А потом Вилли наслушался столько разговоров о евреях, о том, как они отравили жизнь Германии, что уже и не знал, чему верить. Среди его знакомых почти не было евреев, как же он мог судить сам? «Нет дыма без огня», — говорили люди. Во всяком случае, он-то — не еврей. Правительство уверяло, что жизнь станет куда лучше, когда страну очистят от евреев. Кто знает, так это или не так? Вилли, разумеется, не знал.
Все это, однако, было еще до того, как с Германией произошло удивительное превращение: она стала совсем иной страной. Вилли сначала не замечал этого превращения. Он увидел его только тогда, когда оказалось, что его сын живет уже не в древней стране Германии, а в новой — Гитлерландии.
Когда Гитлер стал рейхсканцлером, Рихарду было без малого пятнадцать лет. В шестнадцать он уже носил форму «Гитлерюгенда». И Вилли внезапно понял, что, пока ему снились сны наяву, мир вырвался из привычной орбиты и бешено кружится где-то в недосягаемом для него пространстве.

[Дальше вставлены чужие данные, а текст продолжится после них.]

//! Configuration file for the RelayGate CLI.

use anyhow::Context;
use relaygate_core::{
    GatewayConfig, MAX_BUFFER_SIZE, SupervisionConfig, SwitchFailurePolicy, TunnelConfig,
};
use serde::{Deserialize, Serialize};
use std::fs;
use std::net::IpAddr;
use std::path::{Path, PathBuf};
use std::time::Duration;

/// RelayGate configuration
#[derive(Debug, Clone, Serialize, Deserialize, Default)]
pub struct Config {
    /// Gateway identity
    #[serde(default)]
    pub node: NodeConfig,
    /// Local socket handling
    #[serde(default)]
    pub tunnel: TunnelSection,
    /// Idle and stale-resource sweeps
    #[serde(default)]
    pub supervision: SupervisionSection,
    /// Logging configuration
    #[serde(default)]
    pub logging: LoggingConfig,
}

/// Node configuration
#[derive(Debug, Clone, Serialize, Deserialize)]
pub struct NodeConfig {
    /// Name presented to relays, e.g. `gatekeeper.cloudA`
    #[serde(default = "default_node_name")]
    pub name: String,
    /// Private key file path
    #[serde(default = "default_private_key_path")]
    pub private_key_file: PathBuf,
    /// Relay used when a command does not name one
    #[serde(skip_serializing_if = "Option::is_none")]
    pub default_relay: Option<String>,
}

/// `[tunnel]` section
#[derive(Debug, Clone, Serialize, Deserialize)]
pub struct TunnelSection {
    /// Socket read buffer in bytes
    #[serde(default = "default_buffer_size")]
    pub buffer_size: usize,
    /// Address consumer-side listeners bind to
    #[serde(default = "default_bind_host")]
    pub bind_host: String,
    /// Lowest port for consumer-side listeners
    #[serde(skip_serializing_if = "Option::is_none")]
    pub min_port: Option<u16>,
    /// Highest port for consumer-side listeners
    #[serde(skip_serializing_if = "Option::is_none")]
    pub max_port: Option<u16>,
    /// Seconds a consumer-side listener waits for its client
    #[serde(default = "default_accept_timeout")]
    pub accept_timeout_secs: u64,
    /// Seconds allowed for reaching the real provider
    #[serde(default = "default_connect_timeout")]
    pub provider_connect_timeout_secs: u64,
}

/// `[supervision]` section
#[derive(Debug, Clone, Serialize, Deserialize)]
pub struct SupervisionSection {
    /// Sweep period in seconds
    #[serde(default = "default_interval")]
    pub interval_secs: u64,
    /// Idle seconds before a consumer-side session is interrupted
    #[serde(default = "default_idle_timeout")]
    pub consumer_idle_timeout_secs: u64,
    /// `close` or `keep` when an incoming relay switch fails
    #[serde(default)]
    pub switch_failure_policy: SwitchFailurePolicy,
}

/// Logging configuration
#[derive(Debug, Clone, Serialize, Deserialize)]
pub struct LoggingConfig {
    /// Log level
    #[serde(default = "default_log_level")]
    pub level: String,
}

// Default values

fn default_node_name() -> String {
    "relaygate.local".to_string()
}

fn default_private_key_path() -> PathBuf {
    dirs::home_dir()
        .unwrap_or_else(std::env::temp_dir)
        .join(".relaygate")
        .join("identity.key")
}

fn default_buffer_size() -> usize {
    TunnelConfig::default().buffer_size
}

fn default_bind_host() -> String {
    TunnelConfig::default().bind_host.to_string()
}

fn default_accept_timeout() -> u64 {
    TunnelConfig::default().accept_timeout.as_secs()
}

fn default_connect_timeout() -> u64 {
    TunnelConfig::default().provider_connect_timeout.as_secs()
}

fn default_interval() -> u64 {
    SupervisionConfig::default().interval.as_secs()
}

fn default_idle_timeout() -> u64 {
    SupervisionConfig::default().consumer_idle_timeout.as_secs()
}

fn default_log_level() -> String {
    "info".to_string()
}

impl Default for NodeConfig {
    fn default() -> Self {
        Self {
            name: default_node_name(),
            private_key_file: default_private_key_path(),
            default_relay: None,
        }
    }
}

impl Default for TunnelSection {
    fn default() -> Self {
        Self {
            buffer_size: default_buffer_size(),
            bind_host: default_bind_host(),
            min_port: None,
            max_port: None,
            accept_timeout_secs: default_accept_timeout(),
            provider_connect_timeout_secs: default_connect_timeout(),
        }
    }
}

impl Default for SupervisionSection {
    fn default() -> Self {
        Self {
            interval_secs: default_interval(),
            consumer_idle_timeout_secs: default_idle_timeout(),
            switch_failure_policy: SwitchFailurePolicy::default(),
        }
    }
}

impl Default for LoggingConfig {
    fn default() -> Self {
        Self {
            level: default_log_level(),
        }
    }
}

impl Config {
    /// Read a TOML config file. Missing sections take their defaults.
    ///
    /// # Errors
    ///
    /// Fails if the file is unreadable or not valid TOML for [`Config`].
    pub fn load<P: AsRef<Path>>(path: P) -> anyhow::Result<Self> {
        let path = path.as_ref();
        let text = fs::read_to_string(path)
            .with_context(|| format!("reading config {}", path.display()))?;
        toml::from_str(&text).with_context(|| format!("parsing config {}", path.display()))
    }

    /// Write the config as TOML, creating parent directories.
    ///
    /// # Errors
    ///
    /// Fails if the directory or file cannot be written.
    pub fn save<P: AsRef<Path>>(&self, path: P) -> anyhow::Result<()> {
        let path = path.as_ref();
        if let Some(dir) = path.parent() {
            fs::create_dir_all(dir).with_context(|| format!("creating {}", dir.display()))?;
        }
        fs::write(path, toml::to_string_pretty(self)?)
            .with_context(|| format!("writing config {}", path.display()))
    }

    /// `<config dir>/relaygate/config.toml`
    #[must_use]
    pub fn default_path() -> PathBuf {
        dirs::config_dir()
            .unwrap_or_else(std::env::temp_dir)
            .join("relaygate")
            .join("config.toml")
    }

    /// Config from [`Config::default_path`], written out with defaults on
    /// first use.
    ///
    /// # Errors
    ///
    /// Fails if an existing file cannot be loaded or a new one cannot be saved.
    pub fn load_or_default() -> anyhow::Result<Self> {
        let path = Self::default_path();
        if path.exists() {
            return Self::load(&path);
        }
        let config = Self::default();
        config.save(&path)?;
        Ok(config)
    }

    /// Validate configuration
    ///
    /// # Errors
    ///
    /// Returns an error if configuration is invalid.
    pub fn validate(&self) -> anyhow::Result<()> {
        if self.node.name.trim().is_empty() {
            anyhow::bail!("Node name must not be empty");
        }

        if let Some(relay) = &self.node.default_relay {
            relay
                .parse::<relaygate_relay::RelayDescriptor>()
                .map_err(|e| anyhow::anyhow!("Default relay '{}': {}", relay, e))?;
        }

        if self.tunnel.buffer_size == 0 || self.tunnel.buffer_size > MAX_BUFFER_SIZE {
            anyhow::bail!("Buffer size must be between 1 and {} bytes", MAX_BUFFER_SIZE);
        }

        self.tunnel
            .bind_host
            .parse::<IpAddr>()
            .map_err(|_| anyhow::anyhow!("Invalid bind host: {}", self.tunnel.bind_host))?;

        match (self.tunnel.min_port, self.tunnel.max_port) {
            (None, None) => {}
            (Some(min), Some(max)) => {
                if min == 0 || min > max {
                    anyhow::bail!("Invalid port range: {}-{}", min, max);
                }
            }
            _ => anyhow::bail!("min_port and max_port must be set together"),
        }

        if self.tunnel.accept_timeout_secs == 0 || self.tunnel.provider_connect_timeout_secs == 0 {
            anyhow::bail!("Tunnel timeouts must be at least 1 second");
        }

        if self.supervision.interval_secs == 0 {
            anyhow::bail!("Supervision interval must be at least 1 second");
        }

        if self.supervision.consumer_idle_timeout_secs < self.supervision.interval_secs {
            anyhow::bail!(
                "Consumer idle timeout ({}s) must not be shorter than the supervision interval ({}s)",
                self.supervision.consumer_idle_timeout_secs,
                self.supervision.interval_secs
            );
        }

        self.logging
            .level
            .parse::<tracing::Level>()
            .map_err(|_| anyhow::anyhow!("Invalid log level: {}", self.logging.level))?;

        Ok(())
    }

    /// Build the gateway configuration
    ///
    /// # Errors
    ///
    /// Returns an error if the bind host cannot be parsed.
    pub fn gateway_config(&self) -> anyhow::Result<GatewayConfig> {
        let bind_host = self
            .tunnel
            .bind_host
            .parse::<IpAddr>()
            .map_err(|_| anyhow::anyhow!("Invalid bind host: {}", self.tunnel.bind_host))?;

        Ok(GatewayConfig {
            tunnel: TunnelConfig {
                buffer_size: self.tunnel.buffer_size,
                bind_host,
                port_range: self.tunnel.min_port.zip(self.tunnel.max_port),
                accept_timeout: Duration::from_secs(self.tunnel.accept_timeout_secs),
                provider_connect_timeout: Duration::from_secs(
                    self.tunnel.provider_connect_timeout_secs,
                ),
            },
            supervision: SupervisionConfig {
                interval: Duration::from_secs(self.supervision.interval_secs),
                consumer_idle_timeout: Duration::from_secs(
                    self.supervision.consumer_idle_timeout_secs,
                ),
                switch_failure_policy: self.supervision.switch_failure_policy,
            },
            ..GatewayConfig::default()
        })
    }
}

#[cfg(test)]
mod tests {
    use super::*;

    #[test]
    fn test_default_config() {
        let config = Config::default();
        assert_eq!(config.node.name, "relaygate.local");
        assert_eq!(config.tunnel.buffer_size, 16 * 1024);
        assert_eq!(config.tunnel.bind_host, "127.0.0.1");
        assert_eq!(config.supervision.interval_secs, 30);
        assert_eq!(config.supervision.consumer_idle_timeout_secs, 300);
        assert!(config.validate().is_ok());
    }

    #[test]
    fn test_config_validation() {
        let mut config = Config::default();

        config.tunnel.buffer_size = 0;
        assert!(config.validate().is_err());
        config.tunnel.buffer_size = 4096;

        config.tunnel.min_port = Some(40_000);
        assert!(config.validate().is_err());
        config.tunnel.max_port = Some(39_000);
        assert!(config.validate().is_err());
        config.tunnel.max_port = Some(40_100);
        assert!(config.validate().is_ok());

        config.logging.level = "loud".to_string();
        assert!(config.validate().is_err());
        config.logging.level = "DEBUG".to_string();
        assert!(config.validate().is_ok());

        config.node.default_relay = Some("no-port".to_string());
        assert!(config.validate().is_err());
    }

    #[test]
    fn test_gateway_config_conversion() {
        let mut config = Config::default();
        config.tunnel.min_port = Some(41_000);
        config.tunnel.max_port = Some(41_009);
        config.supervision.interval_secs = 5;
        config.supervision.consumer_idle_timeout_secs = 20;
        config.supervision.switch_failure_policy = SwitchFailurePolicy::Keep;

        let gateway = config.gateway_config().unwrap();
        assert_eq!(gateway.tunnel.port_range, Some((41_000, 41_009)));
        assert_eq!(gateway.supervision.provider_idle_timeout(), Duration::from_secs(25));
        assert_eq!(gateway.supervision.switch_failure_policy, SwitchFailurePolicy::Keep);
        assert!(gateway.validate().is_ok());
    }

    #[test]
    fn test_partial_file_uses_defaults() {
        let config: Config = toml::from_str(
            r#"
            [node]
            name = "gatekeeper.cloudA"

            [supervision]
            switch_failure_policy = "keep"
            "#,
        )
        .unwrap();

        assert_eq!(config.node.name, "gatekeeper.cloudA");
        assert_eq!(config.supervision.interval_secs, 30);
        assert_eq!(config.supervision.switch_failure_policy, SwitchFailurePolicy::Keep);
        assert_eq!(config.logging.level, "info");
    }

    #[test]
    fn test_save_and_load() {
        let dir = tempfile::tempdir().unwrap();
        let path = dir.path().join("nested/config.toml");

        let mut config = Config::default();
        config.node.default_relay = Some("relay.example:61617".to_string());
        config.save(&path).unwrap();

        let loaded = Config::load(&path).unwrap();
        assert_eq!(loaded.node.default_relay, config.node.default_relay);
        assert_eq!(loaded.tunnel.accept_timeout_secs, config.tunnel.accept_timeout_secs);
    }
}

— Отец, — как-то сказал ему Рихард. — Я хочу поговорить с тобой по душам.
Он только недавно вернулся домой, отбыв годичную трудовую повинность, и произнес эти слова с важным достоинством восемнадцатилетнего юноши, который относится к жизни с похвальной серьезностью.
— Говори, — ласково усмехнулся Вилли.
Они шли по лугу на окраине города. Много раз они гуляли тут в былые годы, когда Рихард восседал на плечах у отца. Сейчас юноша был одного роста с отцом, почти так же широк в плечах, и у него были такие же светлые брови и ресницы и крупный подбородок. Вилли очень гордился сыном.
— Ты ведь знаешь, я очень уважаю тебя, отец, — начал юноша.
— Я рад.
— Но понимаешь, какое дело… В общем, меня это расстраивает, — слегка покраснев, сказал Рихард. Вот досада, что он не нашел более подходящего слова. Это совсем не то, что ему подсказали вчера в комитете национал-социалистской партии.
— Отец… я теперь стал старше, смотрю на вещи по-взрослому и уже не могу… относиться к тебе, как раньше.
— Не можешь? Что так?
— Видишь ли, я пришел к выводу, что ты… ну, что ты — эгоист, отец. — («Будь с ним поделикатнее», — сказали ему).
— Эгоист?
— Ты живешь только для себя.
— Это я? Только для себя? — удивился Вилли и ласково добавил — А разве не для тебя, не для твоей матери?
— Ведь это же все равно, понимаешь? — торжествующе пояснил Рихард. — Мое поколение, — добавил он, все больше проникаясь пафосом, — учится жить для всех — для Народа, для Государства. Жить иначе — значит быть эгоистом, отец.